DCV = daclatasvir, ASV = asunaprevir, ALT = alanine aminotransferase.

DISCUSSION

In this study, we observed that the combination treatment of DCV/ASV in patients with NS5A RAS negative resulted in a high virologic response and good durability. Treatment failure in patients with baseline RAS-negative may be associated with treatment-emergent RAS. In patients with liver cirrhosis who achieved SVR, improvements of liver function and non-invasive fibrosis markers at 48–60 weeks after treatment completion were observed.

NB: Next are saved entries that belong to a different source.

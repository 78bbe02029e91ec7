//! Text manipulation utilities for working with source code.

use super::keywords::is_reserved;

/// Check if a character is considered part of a word (identifier).
///
/// Uses Unicode Standard Annex #31 rules for identifier characters.
#[inline]
pub fn is_word_character(c: char) -> bool {
    unicode_ident::is_xid_continue(c)
}

/// Check if a character may begin an identifier.
#[inline]
pub fn is_identifier_start(c: char) -> bool {
    c == '_' || unicode_ident::is_xid_start(c)
}

/// Find the boundaries of a word at the given position.
///
/// Returns `Some((start, end))` where `start` is the character index of the word start
/// and `end` is the character index after the last word character.
/// Returns `None` if there is no word at the position.
pub fn find_word_boundaries(chars: &[char], position: usize) -> Option<(usize, usize)> {
    if position >= chars.len() || !is_word_character(chars[position]) {
        return None;
    }

    let mut start = position;
    while start > 0 && is_word_character(chars[start - 1]) {
        start -= 1;
    }

    let mut end = position;
    while end < chars.len() && is_word_character(chars[end]) {
        end += 1;
    }

    Some((start, end))
}

/// Find the word touching `position`: the word under the cursor, or the word
/// ending exactly at the cursor when the cursor sits just after it.
pub fn word_touching(chars: &[char], position: usize) -> Option<(usize, usize)> {
    find_word_boundaries(chars, position)
        .or_else(|| position.checked_sub(1).and_then(|p| find_word_boundaries(chars, p)))
}

/// Check that the run `chars[start..end]` is a whole word: the characters
/// immediately before and after it are not word characters.
#[inline]
pub fn is_whole_word(chars: &[char], start: usize, end: usize) -> bool {
    let before_ok = start == 0 || !is_word_character(chars[start - 1]);
    let after_ok = end >= chars.len() || !is_word_character(chars[end]);
    before_ok && after_ok
}

/// Check that `name` is a syntactically legal, non-reserved identifier.
pub fn is_valid_identifier(name: &str) -> bool {
    let mut chars = name.chars();
    let Some(first) = chars.next() else {
        return false;
    };
    if !is_identifier_start(first) || !chars.all(is_word_character) {
        return false;
    }
    name != "_" && !is_reserved(name)
}
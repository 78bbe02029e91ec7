//! Masking scanner tests.

use lexis::scan::{Span, scan};
use rstest::rstest;

use crate::helpers::source_fixtures::TRICKY_LEXING;

fn assert_spans_masked(text: &str) {
    let result = scan(text);
    let len = text.chars().count();
    assert_eq!(result.mask.len(), len);

    for span in result.strings.iter().chain(&result.comments) {
        assert!(span.end <= len, "span {:?} past end of text", span);
        for offset in span.start..span.end {
            assert!(
                !result.mask.is_code(offset),
                "offset {} inside {:?} is marked as code in {:?}",
                offset,
                span,
                text
            );
        }
    }

    let mut all: Vec<Span> = result.strings.iter().chain(&result.comments).copied().collect();
    all.sort_by_key(|s| s.start);
    for pair in all.windows(2) {
        assert!(!pair[0].overlaps(&pair[1]), "overlapping spans {:?}", pair);
    }
}

#[rstest]
#[case::line_comment("a // b\nc")]
#[case::hash_comment("# note\nx")]
#[case::attribute_is_code("#[derive(Debug)]\nstruct A;")]
#[case::block_comment("a /* b */ c")]
#[case::unterminated_block("a /* never closed")]
#[case::escaped_quote(r#"let s = "a \" b";"#)]
#[case::unterminated_string("let s = \"open")]
#[case::raw_string(r###"let r = r##"a "# b"##;"###)]
#[case::byte_raw_string(r#"br"x""#)]
#[case::char_literal("let c = '}';")]
#[case::lifetime("fn f<'a>(x: &'a str) {}")]
#[case::single_quoted_word("let s = 'hello'; fn after() {}")]
#[case::single_quoted_url("const URL = 'http://x'; const Y = 1;")]
#[case::trailing_backslash("\"abc\\")]
#[case::mixed(TRICKY_LEXING)]
#[case::empty("")]
fn test_string_and_comment_offsets_are_masked(#[case] text: &str) {
    assert_spans_masked(text);
}

#[test]
fn test_code_between_masked_regions() {
    let text = "x /* a */ y \"b\" z";
    let result = scan(text);
    for (offset, c) in text.chars().enumerate() {
        if matches!(c, 'x' | 'y' | 'z') {
            assert!(result.mask.is_code(offset), "{} at {} should be code", c, offset);
        }
    }
    assert_eq!(result.comments, vec![Span::new(2, 9)]);
    assert_eq!(result.strings, vec![Span::new(12, 15)]);
}

#[test]
fn test_lifetime_does_not_open_string() {
    let text = "fn f<'a>(x: &'a str) { x }";
    let result = scan(text);
    assert!(result.strings.is_empty());
    assert!(result.mask.as_slice().iter().all(|&code| code));
}

#[test]
fn test_single_quoted_url_is_a_string_not_a_comment() {
    let text = "const URL = 'http://x'; const Y = 1;";
    let result = scan(text);
    assert_eq!(result.strings, vec![Span::new(12, 22)]);
    assert!(result.comments.is_empty());
    assert!(result.mask.is_code(22));
}

#[test]
fn test_unterminated_raw_string_runs_to_end() {
    let text = "let r = r#\"open";
    let result = scan(text);
    assert_eq!(result.strings, vec![Span::new(8, text.chars().count())]);
}
//! Symbol extraction from masked text: pure functions that return symbols.
//!
//! There is no grammar: declarations are recognized by keyword, names are
//! read with small char-level readers, and nesting is tracked with a
//! pending-body / brace-stack protocol.
//!
//! # Module structure
//!
//! - [`types`]: `Symbol` and `SymbolKind`
//! - [`rules`]: The declaration keyword table
//! - [`context`]: ExtractionContext: pending bodies, brace frames, containers
//! - [`helpers`]: Name, attribute and balanced-group readers
//! - [`extract`]: The extraction scan and body probe

mod context;
mod extract;
pub(crate) mod helpers;
pub mod rules;
mod types;


pub use extract::{extract_symbols, extract_symbols_from_text};
pub(crate) use extract::{extract_from_chars, read_name};
pub use rules::{DECLARATIONS, DeclarationRule, NameReader, declaration_rule};
pub use types::{Symbol, SymbolKind, UnknownSymbolKind};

Recently, multiple interferon-free, oral DAA regimens have become available for the treatment of chronic HCV infection. When selecting DAA regimens for HCV infection, viral genotype and subtype, presence of cirrhosis, and HCV treatment history should be considered. Furthermore, the presence of NA5A RAS is a well-known risk factor for DCV/ASV treatment failure in HCV GT1b-infected patients, compared with recently developed DAAs which are known to be effective regardless of RAS. In a previous clinical study of DCV/ASV treatment for HCV GT1b-infected patients, NS5A RAS positive was an important risk factor in SVR12 failure; NS5A RAS was confirmed in 12.6% of enrolled patients and SVR12 was obtained in 39% of NS5A RAS positive patients, whereas SVR12 was obtained in 92% of NS5A RAS negative patients.6 The prevalence of pre-treatment NS5A RASs has been reported as 6-16% using population sequencing (cut-off 15%–25%) or deep sequencing (cut-off 1%), and regional differences have been suggested.8 In a previous study, NS5A RAS at Y93H and/or L31M/V was detected in 11.8% of Asian patients and 4.8% of non-Asian patients.9 In recent Korean real-world data, 15.5% at Y93 and 5.6% at L31 were positive.10 In our study, 14.1% of patients (12.0% at Y93, 1.3% at L31, and 0.8% at Y93 and L31) were positive.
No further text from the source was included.